Collected data entries
********************

use std::fs::File;
use std::io::BufReader;
use std::ops::{Add, Sub};
use std::path::Path;

use crate::{
    effect::dsl::EffectBuilder,
    effect::primitive::{Primitive, PrimitiveType},
    foundation::core::Millis,
    foundation::error::{HapticError, HapticResult},
};

/// An ordered composition of primitives.
///
/// Effects are values: the arithmetic operators return new effects and never mutate in place.
#[derive(Clone, Debug, Default, PartialEq, serde::Serialize, serde::Deserialize)]
#[serde(transparent)]
pub struct HapticEffect {
    primitives: Vec<Primitive>,
}

impl HapticEffect {
    pub fn new(primitives: Vec<Primitive>) -> Self {
        Self { primitives }
    }

    pub fn empty() -> Self {
        Self::default()
    }

    pub fn builder() -> EffectBuilder {
        EffectBuilder::new()
    }

    pub fn primitives(&self) -> &[Primitive] {
        &self.primitives
    }

    pub fn len(&self) -> usize {
        self.primitives.len()
    }

    pub fn is_empty(&self) -> bool {
        self.primitives.is_empty()
    }

    pub fn iter(&self) -> std::slice::Iter<'_, Primitive> {
        self.primitives.iter()
    }

    /// Sum of intrinsic durations, ignoring delays.
    pub fn intrinsic_duration(&self) -> Millis {
        self.primitives
            .iter()
            .map(|p| p.basic.intrinsic_duration())
            .sum()
    }

    /// Re-check builder invariants for effects that were not produced by a builder.
    pub fn validate(&self) -> HapticResult<()> {
        for (i, p) in self.primitives.iter().enumerate() {
            p.validate()
                .map_err(|e| HapticError::validation(format!("primitive {i}: {e}")))?;
        }
        Ok(())
    }

    /// Parse and validate an effect from a JSON reader.
    pub fn from_reader<R: std::io::Read>(r: R) -> HapticResult<Self> {
        let effect: Self = serde_json::from_reader(r)
            .map_err(|e| HapticError::serde(format!("parse effect JSON: {e}")))?;
        effect.validate()?;
        Ok(effect)
    }

    pub fn from_json_str(s: &str) -> HapticResult<Self> {
        Self::from_reader(s.as_bytes())
    }

    /// Parse and validate an effect from a JSON file on disk.
    pub fn from_path(path: impl AsRef<Path>) -> HapticResult<Self> {
        let path = path.as_ref();
        let f = File::open(path).map_err(|e| {
            HapticError::validation(format!("open effect JSON '{}': {e}", path.display()))
        })?;
        Self::from_reader(BufReader::new(f))
    }

    /// Drops every predefined primitive of `kind`. Custom primitives are always kept.
    pub fn without_kind(&self, kind: PrimitiveType) -> Self {
        let primitives = self
            .primitives
            .iter()
            .filter(|p| p.basic.kind() != Some(kind))
            .cloned()
            .collect();
        Self { primitives }
    }
}

impl From<Vec<Primitive>> for HapticEffect {
    fn from(primitives: Vec<Primitive>) -> Self {
        Self::new(primitives)
    }
}

impl From<Primitive> for HapticEffect {
    fn from(p: Primitive) -> Self {
        Self::new(vec![p])
    }
}

impl<'a> IntoIterator for &'a HapticEffect {
    type Item = &'a Primitive;
    type IntoIter = std::slice::Iter<'a, Primitive>;

    fn into_iter(self) -> Self::IntoIter {
        self.primitives.iter()
    }
}

impl Add<Primitive> for HapticEffect {
    type Output = HapticEffect;

    fn add(mut self, rhs: Primitive) -> HapticEffect {
        self.primitives.push(rhs);
        self
    }
}

impl Add<HapticEffect> for HapticEffect {
    type Output = HapticEffect;

    fn add(mut self, rhs: HapticEffect) -> HapticEffect {
        self.primitives.extend(rhs.primitives);
        self
    }
}

/// Removes the first primitive equal to `rhs`.
impl Sub<&Primitive> for HapticEffect {
    type Output = HapticEffect;

    fn sub(mut self, rhs: &Primitive) -> HapticEffect {
        if let Some(pos) = self.primitives.iter().position(|p| p == rhs) {
            self.primitives.remove(pos);
        }
        self
    }
}

/// Removes every primitive that also appears in `rhs`.
impl Sub<&HapticEffect> for HapticEffect {
    type Output = HapticEffect;

    fn sub(mut self, rhs: &HapticEffect) -> HapticEffect {
        self.primitives.retain(|p| !rhs.primitives.contains(p));
        self
    }
}

impl Sub<PrimitiveType> for HapticEffect {
    type Output = HapticEffect;

    fn sub(self, rhs: PrimitiveType) -> HapticEffect {
        self.without_kind(rhs)
    }
}

#[cfg(test)]
#[path = "../../tests/unit/effect/model.rs"]
mod tests;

********************

What you need to do: Starting at the line above that contains "let path = path.as_ref();", repeat each line exactly up to and including the line that contains "fn from(p: Primitive)", and stop there.

Answer for this exercise:
        let path = path.as_ref();
        let f = File::open(path).map_err(|e| {
            HapticError::validation(format!("open effect JSON '{}': {e}", path.display()))
        })?;
        Self::from_reader(BufReader::new(f))
    }

    /// Drops every predefined primitive of `kind`. Custom primitives are always kept.
    pub fn without_kind(&self, kind: PrimitiveType) -> Self {
        let primitives = self
            .primitives
            .iter()
            .filter(|p| p.basic.kind() != Some(kind))
            .cloned()
            .collect();
        Self { primitives }
    }
}

impl From<Vec<Primitive>> for HapticEffect {
    fn from(primitives: Vec<Primitive>) -> Self {
        Self::new(primitives)
    }
}

impl From<Primitive> for HapticEffect {
    fn from(p: Primitive) -> Self {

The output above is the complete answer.